- Tu prends cette pierre et tu la jettes fort, très fort.
- Et si en la jetant je blesse un animal, ou quelqu’un que je ne vois pas ?
- Je m’en fous. Jette cette pierre je te dis.
Je prends mon élan, balance mon bras, une fois, deux fois, trois fois, puis j’ouvre un à un les doigts, tout doucement, tout en fixant d’un regard de défi celui dont la colère commence à poindre dans le bleu océan de ses yeux. Ses sourcils se plissent, ses lèvres se crispent en un pincement douloureux, et avant même que la pierre ne tombe au sol en un bruit mat, une claque retentit sur ma joue gauche avec violence.
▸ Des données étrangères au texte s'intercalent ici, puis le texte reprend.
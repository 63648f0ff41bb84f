//! Platforms domain: tests for waypoint computation and oscillation.

use bevy::prelude::*;

use super::{
    Leg, MIN_SPEED, MotionAxis, MotionSpace, MovingPlatform, PlatformConfig, PlatformMotion,
    PlatformPath, PlatformPhase, move_towards,
};

const DT: f32 = 1.0 / 60.0;

fn config(distance_up: f32, distance_down: f32) -> PlatformConfig {
    PlatformConfig {
        speed: 4.0,
        distance_up,
        distance_down,
        wait_at_top: 0.5,
        wait_at_bottom: 0.0,
        start_moving_up: true,
        ..default()
    }
}

/// Tick until the platform leaves its current phase or `max_ticks` pass.
fn run_until_phase_changes(
    motion: &mut PlatformMotion,
    position: &mut Vec3,
    path: &PlatformPath,
    max_ticks: usize,
) -> f32 {
    let start_phase = motion.phase;
    let mut elapsed = 0.0;
    for _ in 0..max_ticks {
        *position = motion.tick(*position, DT, path);
        elapsed += DT;
        if motion.phase != start_phase {
            break;
        }
    }
    elapsed
}

// -----------------------------------------------------------------------------
// Path tests
// -----------------------------------------------------------------------------

#[test]
fn test_path_from_distances() {
    let path = PlatformPath::new(Vec3::new(1.0, 1.0, 0.0), Vec3::Y, 2.0, 3.0);
    assert_eq!(path.top, Vec3::new(1.0, 3.0, 0.0));
    assert_eq!(path.bottom, Vec3::new(1.0, -2.0, 0.0));
}

#[test]
fn test_path_clamps_negative_distances() {
    let path = PlatformPath::new(Vec3::ZERO, Vec3::X, -4.0, -1.0);
    assert_eq!(path.top, Vec3::ZERO);
    assert_eq!(path.bottom, Vec3::ZERO);
}

#[test]
fn test_local_space_follows_rotation() {
    let config = PlatformConfig {
        axis: MotionAxis::Y,
        space: MotionSpace::Local,
        distance_up: 1.0,
        distance_down: 0.0,
        ..default()
    };
    let rotation = Quat::from_rotation_z(-std::f32::consts::FRAC_PI_2);
    let path = PlatformPath::from_config(Vec3::ZERO, rotation, &config);
    assert!(path.top.distance(Vec3::X) < 1e-5);

    let world = PlatformConfig {
        space: MotionSpace::World,
        ..config
    };
    let path = PlatformPath::from_config(Vec3::ZERO, rotation, &world);
    assert_eq!(path.top, Vec3::Y);
}

#[test]
fn test_sanitized_config() {
    let config = PlatformConfig {
        speed: 0.0,
        distance_up: -1.0,
        distance_down: -2.0,
        wait_at_top: -0.5,
        wait_at_bottom: -0.5,
        ..default()
    }
    .sanitized();

    assert_eq!(config.speed, MIN_SPEED);
    assert_eq!(config.distance_up, 0.0);
    assert_eq!(config.distance_down, 0.0);
    assert_eq!(config.wait_at_top, 0.0);
    assert_eq!(config.wait_at_bottom, 0.0);
}

// -----------------------------------------------------------------------------
// move_towards tests
// -----------------------------------------------------------------------------

#[test]
fn test_move_towards_steps_without_overshoot() {
    let step = move_towards(Vec3::ZERO, Vec3::new(0.0, 2.0, 0.0), 0.5);
    assert_eq!(step, Vec3::new(0.0, 0.5, 0.0));

    let arrive = move_towards(Vec3::new(0.0, 1.9, 0.0), Vec3::new(0.0, 2.0, 0.0), 0.5);
    assert_eq!(arrive, Vec3::new(0.0, 2.0, 0.0));
}

#[test]
fn test_move_towards_at_target_stays() {
    assert_eq!(move_towards(Vec3::ONE, Vec3::ONE, 1.0), Vec3::ONE);
}

// -----------------------------------------------------------------------------
// Oscillation tests
// -----------------------------------------------------------------------------

#[test]
fn test_initial_direction() {
    let up = PlatformMotion::new(&config(2.0, 0.0));
    assert_eq!(up.phase, PlatformPhase::Moving(Leg::ToTop));

    let down = PlatformMotion::new(&PlatformConfig {
        start_moving_up: false,
        ..config(2.0, 0.0)
    });
    assert_eq!(down.phase, PlatformPhase::Moving(Leg::ToBottom));
}

#[test]
fn test_up_wait_down_cycle() {
    // distance_up=2, distance_down=0, wait_at_top=0.5, start moving up
    let cfg = config(2.0, 0.0);
    let path = PlatformPath::new(Vec3::ZERO, Vec3::Y, cfg.distance_up, cfg.distance_down);
    let mut motion = PlatformMotion::new(&cfg);
    let mut position = Vec3::ZERO;

    // Travel to the top and snap exactly
    run_until_phase_changes(&mut motion, &mut position, &path, 1000);
    assert_eq!(position, Vec3::new(0.0, 2.0, 0.0));
    assert!(matches!(
        motion.phase,
        PlatformPhase::Waiting {
            next: Leg::ToBottom,
            ..
        }
    ));

    // Wait at the top for ~0.5s without moving
    let waited = run_until_phase_changes(&mut motion, &mut position, &path, 1000);
    assert!((waited - 0.5).abs() <= DT + 1e-4);
    assert_eq!(position, Vec3::new(0.0, 2.0, 0.0));
    assert_eq!(motion.phase, PlatformPhase::Moving(Leg::ToBottom));

    // Back to the origin; no wait at the bottom
    run_until_phase_changes(&mut motion, &mut position, &path, 1000);
    assert_eq!(position, Vec3::ZERO);
    assert_eq!(motion.phase, PlatformPhase::Moving(Leg::ToTop));
}

#[test]
fn test_oscillation_stays_between_waypoints() {
    let cfg = PlatformConfig {
        speed: 3.0,
        wait_at_top: 0.1,
        wait_at_bottom: 0.2,
        ..config(1.5, 0.75)
    };
    let start = Vec3::new(5.0, -1.0, 0.0);
    let path = PlatformPath::from_config(start, Quat::IDENTITY, &cfg);
    let mut motion = PlatformMotion::new(&cfg);
    let mut position = start;
    let mut reached_top = 0;
    let mut reached_bottom = 0;

    for _ in 0..5000 {
        position = motion.tick(position, DT, &path);
        assert!(position.y <= path.top.y && position.y >= path.bottom.y);
        assert_eq!(position.x, start.x);
        if position == path.top {
            reached_top += 1;
        }
        if position == path.bottom {
            reached_bottom += 1;
        }
    }

    assert!(reached_top > 0);
    assert!(reached_bottom > 0);
}

#[test]
fn test_zero_length_path_keeps_flipping_in_place() {
    let cfg = PlatformConfig {
        wait_at_top: 0.0,
        ..config(0.0, 0.0)
    };
    let path = PlatformPath::new(Vec3::ZERO, Vec3::Y, 0.0, 0.0);
    let mut motion = PlatformMotion::new(&cfg);

    let position = motion.tick(Vec3::ZERO, DT, &path);
    assert_eq!(position, Vec3::ZERO);
    assert_eq!(motion.phase, PlatformPhase::Moving(Leg::ToBottom));
}

#[test]
fn test_path_is_frozen_on_first_use() {
    let mut platform = MovingPlatform::new(config(2.0, 0.0));
    assert!(platform.path.is_none());

    let first = platform.path_or_init(&Transform::from_xyz(0.0, 0.0, 0.0));
    let later = platform.path_or_init(&Transform::from_xyz(10.0, 10.0, 0.0));

    assert_eq!(first, later);
    assert_eq!(first.top, Vec3::new(0.0, 2.0, 0.0));
}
J’ai l’impression que les oiseaux s’envolent d’un coup, faisant tournoyer leurs plumes arrachées par la surprise au milieu d’une tornade de feuilles d’automne, et que les grenouilles ont toutes plongé en même temps dans l’étang, avec leur « plouf » si caractéristique. Ma joue ne serait pas en feu, j’en rirai.
- Sale gosse !
Il tente un deuxième lancer mais je suis plus rapide et m’enfuis en courant. La pierre, elle, est restée au sol. J’espère qu’il se prendra les pieds dedans, qu’il trébuchera et tombera dans l’étang, et qu’une grenouille l’étouffera de sa peau gluante qui le débecte tant.
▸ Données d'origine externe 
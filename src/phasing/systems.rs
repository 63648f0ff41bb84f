//! Phasing domain: begin/end phases in response to dash messages.

use std::collections::HashSet;

use avian2d::prelude::*;
use bevy::prelude::*;

use crate::movement::{DashEnded, DashStarted, MovementTuning, Player};
use crate::phasing::hooks::AvianCollisionToggle;
use crate::phasing::{
    DashPhaseManager, PhaseCandidate, PhaseIgnoreTable, PhaseProtected, PhaseRequest,
};

pub(crate) fn begin_dash_phase(
    mut dash_started: MessageReader<DashStarted>,
    tuning: Res<MovementTuning>,
    mut table: ResMut<PhaseIgnoreTable>,
    mut players: Query<(&mut CollisionLayers, &mut DashPhaseManager), With<Player>>,
    colliders: Query<(Entity, &CollisionLayers, Has<Sensor>), (With<Collider>, Without<Player>)>,
    protected_roots: Query<Entity, With<PhaseProtected>>,
    children: Query<&Children>,
) {
    for started in dash_started.read() {
        let Ok((mut player_layers, mut manager)) = players.get_mut(started.player) else {
            continue;
        };

        // Every entity in a protected object's hierarchy
        let mut protected = HashSet::new();
        for root in &protected_roots {
            protected.insert(root);
            protected.extend(children.iter_descendants(root));
        }

        let protected_bits = protected
            .iter()
            .filter_map(|entity| colliders.get(*entity).ok())
            .fold(0, |bits, (_, layers, _)| bits | layers.memberships.0);

        let candidates = colliders
            .iter()
            .map(|(entity, layers, is_sensor)| PhaseCandidate {
                entity,
                layers: layers.memberships.0,
                is_sensor,
                protected: protected.contains(&entity),
            })
            .collect();

        let request = PhaseRequest {
            player: Some(started.player),
            phase_bits: tuning.phase_bits(),
            ground_bits: tuning.ground_bits(),
            protected_bits,
            candidates,
        };

        let mut toggle = AvianCollisionToggle {
            player: started.player,
            player_layers: &mut player_layers,
            table: &mut table,
        };
        let summary = manager.begin_phase(&mut toggle, &request);
        debug!(
            "Phase begin: layers={:#b}, pairs={}",
            summary.layers, summary.pairs
        );
    }
}

pub(crate) fn end_dash_phase(
    mut dash_ended: MessageReader<DashEnded>,
    mut table: ResMut<PhaseIgnoreTable>,
    mut players: Query<(&mut CollisionLayers, &mut DashPhaseManager), With<Player>>,
) {
    for ended in dash_ended.read() {
        let Ok((mut player_layers, mut manager)) = players.get_mut(ended.player) else {
            continue;
        };

        let mut toggle = AvianCollisionToggle {
            player: ended.player,
            player_layers: &mut player_layers,
            table: &mut table,
        };
        let summary = manager.end_phase(&mut toggle);
        debug!(
            "Phase end: restored layers={:#b}, pairs={}",
            summary.layers, summary.pairs
        );
    }
}

/// A player despawned mid-dash never sees its `DashEnded`, so drop its
/// ignored pairs here.
pub(crate) fn clear_removed_player_pairs(
    remove: On<Remove, Player>,
    mut table: ResMut<PhaseIgnoreTable>,
) {
    let cleared = table.remove_all_for(remove.entity);
    if cleared > 0 {
        debug!("Phase cleared for removed player: pairs={}", cleared);
    }
}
Il ne prend même pas la peine de me suivre, il sait que je ne peux pas m’enfuir, que, quoiqu’il arrive, je serai de retour à la nuit tombée, prêt à me glisser dans mes draps chauds après un bon bol de soupe brûlante, à attendre l’histoire du soir pleine de promesses et de jours heureux, parce que je ne suis qu’un enfant. Et qu’un enfant n’a jamais le choix. Et si pour une fois il avait tort ? Et si, pour une fois, je ne respectais pas l’ordre établit et que je tentais de suivre mon propre chemin ? C’est quoi, d’ailleurs, son chemin ? Est-ce qu’on le voit pavé d’or et d’argent quand on atteint les 18 ans ? Est-ce que le monde nous offre une vision onirique de ce que sera notre avenir, de ce que l’on doit devenir ? Suis-je destiné à gagner plein d’argent dans un métier qui me convient, ou au contraire à être pauvre et coincé dans une tâche ingrate dont personne ne veut ? Serai-je entouré d’hommes et de femmes, d’un ou d’une seule, ou serai-je seul au monde, sans personne à mon chevet au jour de ma mort ?
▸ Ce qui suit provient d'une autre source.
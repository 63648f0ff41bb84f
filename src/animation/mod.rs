//! Animation state machine and playback for the player.
//!
//! Movement systems emit [`AnimationTrigger`]s on jump, dash and landing
//! edges; the state machine here derives the looping state from the
//! movement state and drives a simple squash/stretch presentation.

use avian2d::prelude::*;
use bevy::ecs::message::Message;
use bevy::prelude::*;

use crate::core::GameplaySet;
use crate::movement::{MovementState, PLAYER_SIZE, Player};

#[cfg(test)]
mod tests;

/// Vertical speed below which the player counts as neither rising nor falling.
const AIRBORNE_SPEED_THRESHOLD: f32 = 5.0;

/// Horizontal speed above which a grounded player is running.
const RUN_SPEED_THRESHOLD: f32 = 1.0;

/// Animation states for the player.
#[derive(Debug, Clone, Copy, PartialEq, Eq, Hash, Default)]
pub enum AnimationState {
    #[default]
    Idle,
    Run,
    Jump,
    Fall,
    Dash,
}

impl AnimationState {
    /// Peak sprite scale for this state (x, y).
    pub fn stretch(self) -> Vec2 {
        match self {
            AnimationState::Idle => Vec2::ONE,
            AnimationState::Run => Vec2::new(1.0, 0.97),
            AnimationState::Jump => Vec2::new(0.9, 1.1),
            AnimationState::Fall => Vec2::new(0.95, 1.05),
            AnimationState::Dash => Vec2::new(1.25, 0.8),
        }
    }
}

/// Component for animation playback on the player sprite.
#[derive(Component, Debug)]
pub struct PlayerAnimation {
    pub state: AnimationState,
    /// Previous state (for detecting transitions).
    pub previous_state: AnimationState,
    /// Current frame index (0-based).
    pub current_frame: u32,
    pub total_frames: u32,
    /// Time accumulator for frame timing.
    pub frame_timer: f32,
    /// Seconds per frame.
    pub frame_duration: f32,
    pub looping: bool,
    pub finished: bool,
}

impl Default for PlayerAnimation {
    fn default() -> Self {
        Self {
            state: AnimationState::Idle,
            previous_state: AnimationState::Idle,
            current_frame: 0,
            total_frames: 4,
            frame_timer: 0.0,
            frame_duration: 0.15,
            looping: true,
            finished: false,
        }
    }
}

impl PlayerAnimation {
    /// Set the animation state, resetting playback if it changed.
    /// Returns whether the state changed.
    pub fn set_state(&mut self, state: AnimationState) -> bool {
        if self.state == state {
            return false;
        }
        self.previous_state = self.state;
        self.state = state;
        self.rewind();
        true
    }

    /// Restart the current state from its first frame.
    pub fn rewind(&mut self) {
        self.current_frame = 0;
        self.frame_timer = 0.0;
        self.finished = false;
        self.looping = matches!(self.state, AnimationState::Idle | AnimationState::Run);
        self.total_frames = match self.state {
            AnimationState::Idle => 4,
            AnimationState::Run => 6,
            AnimationState::Jump | AnimationState::Fall => 2,
            AnimationState::Dash => 3,
        };
        self.frame_duration = match self.state {
            AnimationState::Dash => 0.06,
            _ => 0.15,
        };
    }

    /// Sprite scale for the current frame. One-shot states start at their
    /// peak pose and ease back to rest by the last frame; looping states
    /// alternate between the pose and rest.
    pub fn stretch(&self) -> Vec2 {
        let pose = self.state.stretch();
        if self.looping {
            return if self.current_frame % 2 == 0 {
                pose
            } else {
                Vec2::ONE
            };
        }
        let last = self.total_frames.saturating_sub(1).max(1);
        if self.current_frame >= last {
            return Vec2::ONE;
        }
        pose.lerp(Vec2::ONE, self.current_frame as f32 / last as f32)
    }

    /// Advance playback by `dt`. Returns true when a one-shot animation
    /// reaches its last frame.
    pub fn advance(&mut self, dt: f32) -> bool {
        if self.finished {
            return false;
        }

        self.frame_timer += dt;
        if self.frame_timer < self.frame_duration {
            return false;
        }
        self.frame_timer -= self.frame_duration;
        self.current_frame += 1;

        if self.current_frame < self.total_frames {
            return false;
        }
        if self.looping {
            self.current_frame = 0;
            false
        } else {
            self.current_frame = self.total_frames - 1;
            self.finished = true;
            true
        }
    }
}

/// Pick the animation for the current movement state and velocity.
pub fn select_animation_state(state: &MovementState, velocity: Vec2) -> AnimationState {
    if state.dash.active {
        AnimationState::Dash
    } else if !state.on_ground && velocity.y > AIRBORNE_SPEED_THRESHOLD {
        AnimationState::Jump
    } else if !state.on_ground && velocity.y < -AIRBORNE_SPEED_THRESHOLD {
        AnimationState::Fall
    } else if velocity.x.abs() > RUN_SPEED_THRESHOLD {
        AnimationState::Run
    } else {
        AnimationState::Idle
    }
}

/// One-shot animation cues from gameplay.
#[derive(Debug, Clone, Copy, PartialEq, Eq)]
pub enum AnimationTrigger {
    Jumped { entity: Entity },
    Dashed { entity: Entity },
    Landed { entity: Entity },
}

impl Message for AnimationTrigger {}

impl AnimationTrigger {
    pub fn entity(&self) -> Entity {
        match *self {
            AnimationTrigger::Jumped { entity }
            | AnimationTrigger::Dashed { entity }
            | AnimationTrigger::Landed { entity } => entity,
        }
    }
}

pub struct AnimationPlugin;

impl Plugin for AnimationPlugin {
    fn build(&self, app: &mut App) {
        app.add_message::<AnimationTrigger>()
            .add_systems(
                Update,
                (
                    apply_animation_triggers,
                    animation_state_machine,
                    update_animation_frames,
                    present_animation,
                )
                    .chain()
                    .in_set(GameplaySet::Present),
            );
    }
}

/// Restart one-shot animations when gameplay fires a trigger, so a
/// double jump replays the jump even though the state did not change.
pub fn apply_animation_triggers(
    mut triggers: MessageReader<AnimationTrigger>,
    mut query: Query<&mut PlayerAnimation>,
) {
    for trigger in triggers.read() {
        let Ok(mut animation) = query.get_mut(trigger.entity()) else {
            continue;
        };
        let state = match trigger {
            AnimationTrigger::Jumped { .. } => AnimationState::Jump,
            AnimationTrigger::Dashed { .. } => AnimationState::Dash,
            AnimationTrigger::Landed { .. } => AnimationState::Idle,
        };
        if !animation.set_state(state) {
            animation.rewind();
        }
    }
}

/// System that applies animation state based on movement state.
pub fn animation_state_machine(
    mut query: Query<(&MovementState, &LinearVelocity, &mut PlayerAnimation), With<Player>>,
) {
    for (state, velocity, mut animation) in &mut query {
        let to = select_animation_state(state, velocity.0);
        if animation.set_state(to) {
            debug!("Animation: {:?} -> {:?}", animation.previous_state, to);
        }
    }
}

/// System that updates animation frames based on time.
pub fn update_animation_frames(time: Res<Time>, mut query: Query<&mut PlayerAnimation>) {
    for mut animation in &mut query {
        if animation.advance(time.delta_secs()) {
            debug!("Animation {:?} finished", animation.state);
        }
    }
}

/// Squash and stretch the sprite to match the current frame.
pub fn present_animation(
    mut query: Query<(&PlayerAnimation, &mut Sprite), (With<Player>, Changed<PlayerAnimation>)>,
) {
    for (animation, mut sprite) in &mut query {
        sprite.custom_size = Some(PLAYER_SIZE * animation.stretch());
    }
}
Je balaie un frisson d’un coup d’épaules.
La route poussiéreuse brille par endroits, là où le soleil tape sur le mica réduit à l’état de grains, et quelques feuilles rougies par l’automne se prélassent dans leurs reflets. C’est beau. Comme une peinture de sable où la nature aurait savamment disposé ses couleurs. Est-ce cela mon chemin ?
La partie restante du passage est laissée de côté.